I support the amendment, although in so doing I respect greatly the deep sincerity and total commitment with which the noble Baroness, Lady O’Cathain, spoke. It is not a question of seeking to remove something from statute that has any real significance or life at the moment. If I felt that it had, I may well have taken a different approach. It is a part of the law that has essentially fallen into desuetude. It begs the question, therefore, whether one should allow it to clutter the statute book and the concept of our common law.

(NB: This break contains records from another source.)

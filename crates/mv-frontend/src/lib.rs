//! Anatomy Model Viewer Frontend
//!
//! egui application that lets users pick, highlight and move the organs
//! of a 3D anatomy model.

pub mod actions;
pub mod app;
pub mod config;
pub mod demo;
pub mod panels;
pub mod state;
pub mod theme;

// Re-exports for convenience
pub use app::MedicalViewerApp;
pub use config::{ConfigManager, SharedConfig};
pub use state::{AppAction, AppState, GizmoAdapter, PointerDown, SelectionController};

If I am wrong, and it is still a live and relevant law, one has to look very carefully at the situation. There are many old laws that never end in prosecution because the practices that they condemn do not occur, or occur perhaps only once every half-century. That is not the situation here. I have read within the past few weeks The God Delusion by Professor Dawkins. I ask noble Lords to listen to the following passage. The author speaks of the God that we as Christians worship and states that He is, "““a petty, unjust, unforgiving control freak; a vindictive, bloodthirsty ethnic cleanser; a misogynistic, homophobic, racist, infanticidal, genocidal, filicidal, pestilential, megalomaniacal, sadomasochistic, capriciously malevolent bully””."
If that law counts for anything at all, it is clear that it will encompass a comment of that nature. I do not suggest for a moment that the learned professor, who is professor of philosophical studies at Oxford, should be prosecuted, but if one prosecuted people for expressions such as those, thousands of persons would be prosecuted year in, year out.
I do not for, a second reason, believe that it is right for the law to remain as it is, and applaud the amendment for this reason: I can remember some 30 years ago some excellent programmes on television on a Sunday night, when various propositions of immense weight and substance were debated in a jury/courtroom format. I remember Lord Hailsham appearing on behalf of those who supported the existence of God. After a brilliant cross-examination and a splendid address to the jury, his party carried the day. I cannot remember who the acting judge was, but he asked Lord Hailsham, ““Do you ask for costs?””. Lord Hailsham, bouncing up and down like an electrified blancmange, as was his wont, said, ““No, my Lord, my client does not require costs””. May I suggest that the second and most profound reason here is that the good Lord does not require this defence? I do not know what my forebears, many of whom were non-conformist ministers, would say of that. Perhaps I shall have to meet them on the Day of Judgment, but I suggest that I will have far graver things to worry about on that particular occasion.
Criminal Justice and Immigration Bill
Proceeding contribution from
Lord Elystan-Morgan
(Crossbench)
in the House of Lords on Wednesday, 5 March 2008.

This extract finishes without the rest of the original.